MDA’s Martinez said there were six babies “that couldn’t be treated” in a hospital in Kathmandu who were evacuated on Sunday, and that there are eight more currently in the Israeli embassy, where they are being fed and cared for by MDA staff.
The American Jewish Joint Distribution Committee (JDC), which has provided relief to dozens of natural disaster zones over the last century and currently works in more than 70 countries, said it is partnering with the IDF field hospital in Kathmandu through providing equipment such as neonatal incubators. JDC said that while it provides immediate aid, it is also laying the foundation for our longer-term relief efforts in Nepal.
JDC’s director of communications, Michael Geller, told JNS.org that reports on the ground in Nepal present a “dire situation” that has been exacerbated by Nepal’s challenging weather, difficult terrain, and deep poverty.
“This is the worst earthquake of its kind in 80 years for Nepal, and it is happening in a country that has other challenges it was dealing with before the earthquake like poverty. So the combination of these factors can create a very harrowing situation on the ground,” said Geller.
JDC’s main goal during the emergency stage, Geller said, is to “ensure that aid is given to the people as quickly as possible.” The personnel at the IDF field hospital, he said, have “proven that they are effectively able to get into disaster zones quickly and treat people.”
In the longer-term, JDC’s mission the “restoration of livelihood,” which includes setting up schools, medical care, post-traumatic support, and disaster mitigation, according to Geller.
“We work with local communities, municipalities, and volunteer organizations in the countries where the disaster has happened to help them help themselves and ensure that when the next disaster happens, they can organize an effective response,” he said.
Geller praised the American Jewish community for “coming together to support the people of Nepal,” noting the outpouring of support and inquiries about JDC’s relief operations.
“I think that is one of the outstanding features of the Jewish community, its ability to come together and respond to crises and to show its dedication to tikkun olam (repairing the world),” he said.
The Jewish Federations of North America is raising funds for relief efforts in Nepal, as it has done in the past for natural and manmade disasters in locations such as the Philippines, Haiti, Japan, South Asia, and elsewhere. While humanitarian groups gear up to provide both short-term and long-term assistance, the Israeli government’s direct aid mission will last at least two to three weeks, according to the foreign ministry’s Hirschson. After that point, Israel will work on long-term relief with the international community.
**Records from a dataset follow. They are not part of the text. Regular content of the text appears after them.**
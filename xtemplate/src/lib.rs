//! xtemplate — a templating-language HTTP application server.
//!
//! This facade crate re-exports `xtemplate-core` behind a single dependency
//! with feature flags, the way the teacher's `r2e` facade re-exports
//! `r2e-core` (`r2e/src/lib.rs`). The engine itself lives in
//! `xtemplate-core`; this crate exists so a host only ever writes
//! `xtemplate = { version = "…", features = [...] }`.
//!
//! # Feature flags
//!
//! | Feature | Default | Adds |
//! |---------|---------|------|
//! | `sql`   | **yes** | the `sql` dot provider (`xtemplate-core/sql`, `sqlx`) |
//! | `fs`    | **yes** | the `fs` dot provider (`xtemplate-core/fs`) |
//! | `kv`    | **yes** | the `kv` dot provider (`xtemplate-core/kv`) |
//! | `bus`   | **yes** | the `bus` dot provider (`xtemplate-core/bus`) |

pub extern crate xtemplate_core;

pub use xtemplate_core::*;

/// Convenience glob import: `use xtemplate::prelude::*;`.
pub mod prelude {
    pub use crate::config::{Config, ConfigMap, ConfigValue, DotProviderConfig, ProviderKind, TemplatesRoot};
    pub use crate::dot::{DotPlan, DotProvider, DotProviderFactory, DotValue, ProviderContext};
    pub use crate::error::{AppError, BuildError, ExecOutcome};
    pub use crate::instance::{Instance, RouteTarget, VirtualFs};
    pub use crate::server::Server;
}
//! Thin re-export of the HTTP types used across this crate.
//!
//! A single place that picks the concrete `axum`/`http`/`bytes` types so the
//! rest of the crate never names those dependencies directly.

pub use axum::body::Body;
pub use axum::response::sse::{Event as SseEvent, KeepAlive as SseKeepAlive};
pub use axum::response::{Html, IntoResponse, Response, Sse};
pub use bytes::Bytes;
pub use http::header::{
    self, ACCEPT, ACCEPT_ENCODING, ACCEPT_RANGES, CACHE_CONTROL, CONNECTION, CONTENT_ENCODING,
    CONTENT_LENGTH, CONTENT_TYPE, COOKIE, ETAG, HeaderName, HeaderValue, IF_MODIFIED_SINCE,
    IF_NONE_MATCH, LAST_MODIFIED, VARY,
};
pub use http::request::Parts as RequestParts;
pub use http::{HeaderMap, Method, Request, StatusCode, Uri};
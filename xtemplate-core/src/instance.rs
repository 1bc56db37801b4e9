//! Instance builder: walks a template filesystem, classifies files into
//! templates and assets, installs routes, and runs `INIT` templates once.
//! Generalizes a compile-time route-assembly pass into a runtime filesystem
//! walk.

use std::collections::BTreeMap;
use std::path::{Path, PathBuf};
use std::sync::atomic::{AtomicU64, Ordering};
use std::sync::Arc;
use std::time::SystemTime;

use tokio_util::sync::CancellationToken;

use crate::assets::{AssetTable, AssetTableBuilder};
use crate::config::{Config, DotProviderConfig, ProviderKind, TemplatesRoot};
use crate::dot::{flush, instance_view, request, response, DotPlan, DotProvider, ExecError, ProviderContext};
use crate::error::{BuildError, ConfigError, ExecOutcome, RouteError};
use crate::functions;
use crate::http::{Bytes, HeaderMap, Method, Uri};
use crate::router::{RouteMethod, RoutePattern, Router};
use crate::template::TemplateEngine;

static NEXT_INSTANCE_ID: AtomicU64 = AtomicU64::new(1);

/// The handler a route installed at build time dispatches to (minus the
/// asset variant — assets are matched by exact identity path, not through
/// this pattern router; see `handlers.rs`).
#[derive(Debug, Clone)]
pub enum RouteTarget {
    Buffered(String),
    Streaming(String),
}

impl RouteTarget {
    pub fn name(&self) -> &str {
        match self {
            RouteTarget::Buffered(n) | RouteTarget::Streaming(n) => n,
        }
    }
}

/// An in-memory template filesystem, for hosts that bake templates into the
/// binary instead of reading a directory.
#[derive(Debug, Default)]
pub struct VirtualFs {
    files: BTreeMap<String, Vec<u8>>,
}

impl VirtualFs {
    pub fn new() -> Self {
        Self::default()
    }

    pub fn insert(&mut self, path: impl Into<String>, bytes: impl Into<Vec<u8>>) -> &mut Self {
        let mut p = path.into();
        if !p.starts_with('/') {
            p = format!("/{p}");
        }
        self.files.insert(p, bytes.into());
        self
    }
}

struct InstanceInner {
    id: u64,
    engine: TemplateEngine,
    assets: AssetTable,
    router: Router<RouteTarget>,
    init_plan: DotPlan,
    buffered_plan: DotPlan,
    flusher_plan: DotPlan,
    /// The field name the `response` dot provider (if configured) was
    /// assigned, so the buffered handler knows which field of the
    /// assembled [`dot::DotValue`] to merge headers/status from at cleanup.
    response_field: Option<String>,
    /// Same idea for the `flush` provider, used by the streaming handler.
    flush_field: Option<String>,
    cancellation: CancellationToken,
    logger: tracing::Span,
    user_config: crate::config::ConfigMap,
}

/// An immutable, built template-and-route set. Cheaply `Clone`-able: every
/// field lives behind the shared `Arc`, so a
/// clone is just a refcount bump — this is what lets `Server` and every
/// per-request dot value hold their own handle without synchronizing on the
/// instance itself.
#[derive(Clone)]
pub struct Instance {
    inner: Arc<InstanceInner>,
}

/// A second name for the same cheap-clone handle, used at the call sites
/// that think of themselves as holding a *reference* to the instance (the
/// `instance-view` dot provider) rather than *being* it.
pub type InstanceHandle = Instance;

impl Instance {
    pub fn id(&self) -> u64 {
        self.inner.id
    }

    pub fn cancellation(&self) -> &CancellationToken {
        &self.inner.cancellation
    }

    pub fn assets(&self) -> &AssetTable {
        &self.inner.assets
    }

    pub fn router(&self) -> &Router<RouteTarget> {
        &self.inner.router
    }

    pub fn init_plan(&self) -> &DotPlan {
        &self.inner.init_plan
    }

    pub fn buffered_plan(&self) -> &DotPlan {
        &self.inner.buffered_plan
    }

    pub fn flusher_plan(&self) -> &DotPlan {
        &self.inner.flusher_plan
    }

    pub fn response_field(&self) -> Option<&str> {
        self.inner.response_field.as_deref()
    }

    pub fn flush_field(&self) -> Option<&str> {
        self.inner.flush_field.as_deref()
    }

    pub fn logger(&self) -> &tracing::Span {
        &self.inner.logger
    }

    pub fn user_config(&self) -> &crate::config::ConfigMap {
        &self.inner.user_config
    }

    /// A cheap handle to this same instance, for the `instance-view` dot
    /// provider.
    pub fn handle(&self) -> InstanceHandle {
        self.clone()
    }

    pub fn asset_hash(&self, url_path: &str) -> Option<String> {
        self.inner.assets.get(url_path).map(|a| a.content_hash.clone())
    }

    pub fn render_template(&self, name: &str, dot: minijinja::value::Value) -> Result<String, minijinja::Error> {
        self.inner.engine.render(name, dot)
    }

    pub fn render_template_to_write<W: std::io::Write>(
        &self,
        name: &str,
        dot: minijinja::value::Value,
        out: &mut W,
    ) -> Result<(), minijinja::Error> {
        self.inner.engine.render_to_write(name, dot, out)
    }

    pub fn function(&self, name: &str) -> Option<minijinja::value::Value> {
        self.inner.engine.get_function(name)
    }
}

/// Builds a fresh [`Instance`] from `config`. Assigns the next
/// process-unique instance id regardless of whether the build ultimately
/// succeeds, since that assignment happens early, before any fallible
/// work.
pub async fn build(mut config: Config) -> Result<Instance, BuildError> {
    config.fill_defaults();
    config.validate()?;

    let id = NEXT_INSTANCE_ID.fetch_add(1, Ordering::Relaxed);

    let mut functions = functions::builtins();
    for table in &config.extra_functions {
        functions.merge_from(table);
    }
    let mut engine = TemplateEngine::new(&config.left_delim, &config.right_delim, &functions);

    let mut assets_builder = AssetTableBuilder::new();
    let mut router: Router<RouteTarget> = Router::new();
    let mut init_names: Vec<String> = Vec::new();

    for (url_path, bytes, asset_source, modified) in read_template_fs(&config.templates_root)? {
        if url_path.ends_with(config.template_extension.as_str()) {
            let source = String::from_utf8_lossy(&bytes).into_owned();
            let source = if config.minify { crate::template::minify(&source) } else { source };
            let defined = engine.add_file(&url_path, &source, &config.left_delim, &config.right_delim)?;
            for name in defined {
                if let Some(init_name) = name.strip_prefix("INIT ") {
                    let _ = init_name;
                    init_names.push(name);
                    continue;
                }
                if name == url_path {
                    if is_hidden(&url_path) {
                        continue;
                    }
                    let route_path = derive_route_path(&url_path, &config.template_extension);
                    register_route(&mut router, Method::GET, &route_path, RouteTarget::Buffered(name.clone()))?;
                } else if let Some((method, pattern)) = crate::router::split_named_route(&name) {
                    let target = if method.is_streaming() {
                        RouteTarget::Streaming(name.clone())
                    } else {
                        RouteTarget::Buffered(name.clone())
                    };
                    register_route(&mut router, method.http_method(), pattern, target)?;
                }
                // Otherwise the name remains invocable (e.g. via
                // `instance.Template`) but is not routed.
            }
        } else {
            assets_builder.add_file(&url_path, &bytes, asset_source, modified)?;
        }
    }

    let assets = assets_builder.build();
    let (init_plan, buffered_plan, flusher_plan, response_field, flush_field) = build_plans(&config)?;

    let instance = Instance {
        inner: Arc::new(InstanceInner {
            id,
            engine,
            assets,
            router,
            init_plan,
            buffered_plan,
            flusher_plan,
            response_field,
            flush_field,
            cancellation: config.cancellation.clone(),
            logger: config.logger.clone(),
            user_config: config.user_config.clone(),
        }),
    };

    for name in init_names {
        run_init_template(&instance, &name).await?;
    }

    Ok(instance)
}

/// Splits `config.providers` into the four built-in singleton slots plus an
/// ordered "user providers" list, then assembles the three plans:
/// `init = {instance-view} ++ user`, `buffered = {instance-view, request} ++
/// user ++ {response}`, `flusher = {instance-view, request} ++ user ++
/// {flush}`.
fn build_plans(config: &Config) -> Result<(DotPlan, DotPlan, DotPlan, Option<String>, Option<String>), BuildError> {
    let mut instance_entries = Vec::new();
    let mut request_entries = Vec::new();
    let mut response_entries = Vec::new();
    let mut flush_entries = Vec::new();
    let mut user_entries = Vec::new();

    for provider_config in &config.providers {
        let provider = build_provider(provider_config, config)?;
        let entry = (provider_config.field_name.clone(), provider);
        match provider_config.kind {
            ProviderKind::InstanceView => instance_entries.push(entry),
            ProviderKind::Request => request_entries.push(entry),
            ProviderKind::Response => response_entries.push(entry),
            ProviderKind::Flush => flush_entries.push(entry),
            _ => user_entries.push(entry),
        }
    }

    let response_field = response_entries.first().map(|(name, _)| name.clone());
    let flush_field = flush_entries.first().map(|(name, _)| name.clone());

    let init_plan = DotPlan::new([instance_entries.clone(), user_entries.clone()].concat());
    let buffered_plan = DotPlan::new(
        [
            instance_entries.clone(),
            request_entries.clone(),
            user_entries.clone(),
            response_entries,
        ]
        .concat(),
    );
    let flusher_plan = DotPlan::new([instance_entries, request_entries, user_entries, flush_entries].concat());

    Ok((init_plan, buffered_plan, flusher_plan, response_field, flush_field))
}
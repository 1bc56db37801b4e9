//! Asset table: hashing, alternate-encoding grouping, and content-encoding
//! negotiation.

use std::collections::BTreeMap;
use std::path::{Path, PathBuf};
use std::sync::Arc;
use std::time::SystemTime;

use base64::engine::general_purpose::URL_SAFE_NO_PAD;
use base64::Engine;
use sha2::{Digest, Sha384};

use crate::error::BuildError;

#[derive(Debug, Clone, Copy, PartialEq, Eq, PartialOrd, Ord)]
pub enum Encoding {
    Identity,
    Gzip,
    Br,
    Zstd,
}

impl Encoding {
    fn from_suffix(path: &str) -> Option<(Self, &str)> {
        if let Some(stripped) = path.strip_suffix(".gz") {
            Some((Encoding::Gzip, stripped))
        } else if let Some(stripped) = path.strip_suffix(".br") {
            Some((Encoding::Br, stripped))
        } else if let Some(stripped) = path.strip_suffix(".zst") {
            Some((Encoding::Zstd, stripped))
        } else {
            None
        }
    }

    fn header_name(self) -> &'static str {
        match self {
            Encoding::Identity => "identity",
            Encoding::Gzip => "gzip",
            Encoding::Br => "br",
            Encoding::Zstd => "zstd",
        }
    }

    fn from_header_name(name: &str) -> Option<Self> {
        match name {
            "identity" => Some(Encoding::Identity),
            "gzip" | "x-gzip" => Some(Encoding::Gzip),
            "br" => Some(Encoding::Br),
            "zstd" => Some(Encoding::Zstd),
            _ => None,
        }
    }
}

/// Where to find an encoding's bytes at request time: static assets are
/// read lazily per request from the filesystem and streamed. `Memory` backs
/// an [`crate::instance::VirtualFs`]-sourced instance, where
/// there is no separate filesystem to re-read from.
#[derive(Debug, Clone)]
pub enum AssetSource {
    Disk(PathBuf),
    Memory(Arc<[u8]>),
}

#[derive(Debug, Clone)]
pub struct EncodingEntry {
    pub label: Encoding,
    pub source: AssetSource,
    pub size: u64,
    pub modtime: SystemTime,
}

impl EncodingEntry {
    /// Reads this encoding's current bytes and, for a disk-backed asset, its
    /// live modification time — if it differs from the recorded modtime, the
    /// caller logs a warning but still serves the file.
    pub async fn read(&self) -> std::io::Result<(crate::http::Bytes, Option<SystemTime>)> {
        match &self.source {
            AssetSource::Disk(path) => {
                let bytes = tokio::fs::read(path).await?;
                let live_modtime = tokio::fs::metadata(path).await.ok().and_then(|m| m.modified().ok());
                Ok((crate::http::Bytes::from(bytes), live_modtime))
            }
            AssetSource::Memory(bytes) => Ok((crate::http::Bytes::copy_from_slice(bytes), None)),
        }
    }
}

#[derive(Debug, Clone)]
pub struct AssetFile {
    pub identity_path: String,
    pub content_hash: String,
    pub content_type: String,
    /// Sorted ascending by size.
    pub encodings: Vec<EncodingEntry>,
}

impl AssetFile {
    pub fn encoding(&self, label: Encoding) -> Option<&EncodingEntry> {
        self.encodings.iter().find(|e| e.label == label)
    }
}

#[derive(Debug, Clone, Default)]
pub struct AssetTable {
    by_path: BTreeMap<String, AssetFile>,
}

impl AssetTable {
    pub fn get(&self, url_path: &str) -> Option<&AssetFile> {
        self.by_path.get(url_path)
    }

    pub fn iter(&self) -> impl Iterator<Item = (&String, &AssetFile)> {
        self.by_path.iter()
    }
}

/// Computes the SRI token (`sha384-<base64url>`) the asset model uses
/// throughout (`AssetFile.contentHash`, `?hash=` query, `Etag`).
pub fn sri_hash(bytes: &[u8]) -> String {
    let digest = Sha384::digest(bytes);
    format!("sha384-{}", URL_SAFE_NO_PAD.encode(digest))
}

fn decode(encoding: Encoding, bytes: &[u8]) -> std::io::Result<Vec<u8>> {
    use std::io::Read;
    match encoding {
        Encoding::Identity => Ok(bytes.to_vec()),
        Encoding::Gzip => {
            let mut out = Vec::new();
            flate2::read::GzDecoder::new(bytes).read_to_end(&mut out)?;
            Ok(out)
        }
        Encoding::Br => {
            let mut out = Vec::new();
            brotli::Decompressor::new(bytes, 4096).read_to_end(&mut out)?;
            Ok(out)
        }
        Encoding::Zstd => zstd::stream::decode_all(bytes),
    }
}

fn content_type_for(url_path: &str, decoded: &[u8]) -> String {
    const EXT_MAP: &[(&str, &str)] = &[
        ("css", "text/css; charset=utf-8"),
        ("js", "text/javascript; charset=utf-8"),
        ("csv", "text/csv; charset=utf-8"),
    ];
    let ext = Path::new(url_path)
        .extension()
        .and_then(|e| e.to_str())
        .map(str::to_ascii_lowercase);
    if let Some(ext) = &ext {
        if let Some((_, mime)) = EXT_MAP.iter().find(|(e, _)| e == ext) {
            return mime.to_string();
        }
    }
    if let Some(guess) = mime_guess::from_path(url_path).first_raw() {
        return guess.to_string();
    }
    let sniff_len = decoded.len().min(512);
    if let Some(kind) = infer::get(&decoded[..sniff_len]) {
        return kind.mime_type().to_string();
    }
    "application/octet-stream".to_string()
}

/// Builds an [`AssetTable`] from a lexically-ordered stream of non-template
/// files. The caller (the instance builder) must feed files in the
/// filesystem walk's lexicographic order so that an
/// identity file is always seen before its alternate-encoding siblings.
#[derive(Debug, Default)]
pub struct AssetTableBuilder {
    assets: BTreeMap<String, AssetFile>,
}

impl AssetTableBuilder {
    pub fn new() -> Self {
        Self::default()
    }

    pub fn add_file(
        &mut self,
        file_url: &str,
        raw_bytes: &[u8],
        source: AssetSource,
        modified: SystemTime,
    ) -> Result<(), BuildError> {
        match Encoding::from_suffix(file_url) {
            None => {
                let hash = sri_hash(raw_bytes);
                let content_type = content_type_for(file_url, raw_bytes);
                let entry = EncodingEntry {
                    label: Encoding::Identity,
                    source,
                    size: raw_bytes.len() as u64,
                    modtime: modified,
                };
                let asset = self.assets.entry(file_url.to_string()).or_insert_with(|| AssetFile {
                    identity_path: file_url.to_string(),
                    content_hash: hash.clone(),
                    content_type,
                    encodings: Vec::new(),
                });
                asset.content_hash = hash;
                asset.encodings.push(entry);
                asset.encodings.sort_by_key(|e| e.size);
            }
            Some((encoding, identity_url)) => {
                if let Some(asset) = self.assets.get_mut(identity_url) {
                    let decoded = decode(encoding, raw_bytes).map_err(|_| BuildError::EncodingHashMismatch {
                        path: file_url.to_string(),
                        encoding: encoding.header_name(),
                    })?;
                    let hash = sri_hash(&decoded);
                    if hash != asset.content_hash {
                        return Err(BuildError::EncodingHashMismatch {
                            path: file_url.to_string(),
                            encoding: encoding.header_name(),
                        });
                    }
                    asset.encodings.push(EncodingEntry {
                        label: encoding,
                        source,
                        size: raw_bytes.len() as u64,
                        modtime: modified,
                    });
                    asset.encodings.sort_by_key(|e| e.size);
                } else {
                    // Open Question (2): no identity sibling -> standalone
                    // identity asset under the full (compressed) name.
                    let hash = sri_hash(raw_bytes);
                    let content_type = content_type_for(file_url, raw_bytes);
                    self.assets.insert(
                        file_url.to_string(),
                        AssetFile {
                            identity_path: file_url.to_string(),
                            content_hash: hash,
                            content_type,
                            encodings: vec![EncodingEntry {
                                label: Encoding::Identity,
                                source,
                                size: raw_bytes.len() as u64,
                                modtime: modified,
                            }],
                        },
                    );
                }
            }
        }
        Ok(())
    }

    pub fn build(self) -> AssetTable {
        AssetTable { by_path: self.assets }
    }
}

/// Parses an `Accept-Encoding` header into `(name, q)` pairs, default
/// `q=1.0`.
fn parse_accept_encoding(header: &str) -> Vec<(String, f32)> {
    header
        .split(',')
        .filter_map(|item| {
            let item = item.trim();
            if item.is_empty() {
                return None;
            }
            let mut parts = item.split(';');
            let name = parts.next()?.trim().to_ascii_lowercase();
            let mut q = 1.0f32;
            for param in parts {
                let param = param.trim();
                if let Some(value) = param.strip_prefix("q=") {
                    q = value.trim().parse().unwrap_or(1.0);
                }
            }
            Some((name, q))
        })
        .collect()
}

/// Picks the best encoding for a request. Identity is always a valid
/// fallback; returns `None` only if the asset somehow has no identity
/// encoding at all (a build invariant violation).
pub fn negotiate_encoding<'a>(asset: &'a AssetFile, accept_encoding: Option<&str>) -> Option<&'a EncodingEntry> {
    let identity_idx = asset.encodings.iter().position(|e| e.label == Encoding::Identity)?;
    let mut winner_idx = identity_idx;
    let mut winner_q = 0.0f32;
    if let Some(header) = accept_encoding {
        for (name, q) in parse_accept_encoding(header) {
            if q <= 0.0 {
                continue;
            }
            let Some(label) = Encoding::from_header_name(&name) else { continue };
            let Some(idx) = asset.encodings.iter().position(|e| e.label == label) else { continue };
            if q > winner_q + 0.1 {
                winner_idx = idx;
                winner_q = q;
            } else if (q - winner_q).abs() <= 0.1 && idx < winner_idx {
                winner_idx = idx;
                winner_q = q;
            }
        }
    }
    asset.encodings.get(winner_idx)
}

#[cfg(test)]
mod tests {
    use super::*;
    use std::time::SystemTime;

    fn mem(bytes: &[u8]) -> AssetSource {
        AssetSource::Memory(Arc::from(bytes))
    }

    #[test]
    fn identity_only_asset_round_trips_hash() {
        let mut builder = AssetTableBuilder::new();
        builder.add_file("/assets/reset.css", b"body{}", mem(b"body{}"), SystemTime::now()).unwrap();
        let table = builder.build();
        let asset = table.get("/assets/reset.css").unwrap();
        assert_eq!(asset.encodings.len(), 1);
        assert_eq!(asset.content_hash, sri_hash(b"body{}"));
    }

    #[test]
    fn alternate_encoding_must_match_identity_hash() {
        use std::io::Write;
        let identity = b"hello world, this is the reset stylesheet".to_vec();
        let mut encoder = flate2::write::GzEncoder::new(Vec::new(), flate2::Compression::default());
        encoder.write_all(&identity).unwrap();
        let gz_bytes = encoder.finish().unwrap();

        let mut builder = AssetTableBuilder::new();
        builder.add_file("/assets/reset.css", &identity, mem(&identity), SystemTime::now()).unwrap();
        builder.add_file("/assets/reset.css.gz", &gz_bytes, mem(&gz_bytes), SystemTime::now()).unwrap();
        let table = builder.build();
        let asset = table.get("/assets/reset.css").unwrap();
        assert_eq!(asset.encodings.len(), 2);
        assert!(asset.encoding(Encoding::Gzip).is_some());
    }

    #[test]
    fn mismatched_alternate_encoding_fails_build() {
        let mut builder = AssetTableBuilder::new();
        builder
            .add_file("/assets/reset.css", b"identity bytes", mem(b"identity bytes"), SystemTime::now())
            .unwrap();
        let err = builder.add_file(
            "/assets/reset.css.gz",
            b"not actually gzip",
            mem(b"not actually gzip"),
            SystemTime::now(),
        );
        assert!(err.is_err());
    }

    #[test]
    fn orphan_alternate_encoding_becomes_standalone_identity() {
        let mut builder = AssetTableBuilder::new();
        builder
            .add_file("/assets/only.br", b"raw br bytes", mem(b"raw br bytes"), SystemTime::now())
            .unwrap();
        let table = builder.build();
        let asset = table.get("/assets/only.br").unwrap();
        assert_eq!(asset.encodings.len(), 1);
        assert_eq!(asset.encodings[0].label, Encoding::Identity);
    }

    #[test]
    fn negotiation_prefers_higher_q_beyond_tolerance() {
        let mut builder = AssetTableBuilder::new();
        builder
            .add_file("/x.css", b"0123456789", mem(b"0123456789"), SystemTime::now())
            .unwrap(); // identity, 10 bytes
        builder
            .add_file("/x.css.br", b"short", mem(b"short"), SystemTime::now())
            .ok(); // will fail hash check; build separately below
        let table = builder.build();
        let asset = table.get("/x.css").unwrap();
        let chosen = negotiate_encoding(asset, Some("gzip;q=0.3, br;q=0.9"));
        // br isn't actually registered (hash mismatch dropped it), so identity wins.
        assert_eq!(chosen.unwrap().label, Encoding::Identity);
    }

    #[test]
    fn negotiation_falls_back_to_identity_when_all_q_zero() {
        let mut builder = AssetTableBuilder::new();
        builder
            .add_file("/y.css", b"identity-bytes", mem(b"identity-bytes"), SystemTime::now())
            .unwrap();
        let table = builder.build();
        let asset = table.get("/y.css").unwrap();
        let chosen = negotiate_encoding(asset, Some("gzip;q=0"));
        assert_eq!(chosen.unwrap().label, Encoding::Identity);
    }
}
“This is what we specialize in and are known for,” Hirschson told JNS.org.
“Beyond that [two-to-three week] time frame [for the initial aid mission] begins an entirely different phase of rehabilitation and reconstruction,” he said. “Israel will participate to the best of our abilities together with the international community. The foreign ministry has already had an initial internal discussion as to what contribution we will be able to make, and a team is working on that, but for now the focus is on saving lives.”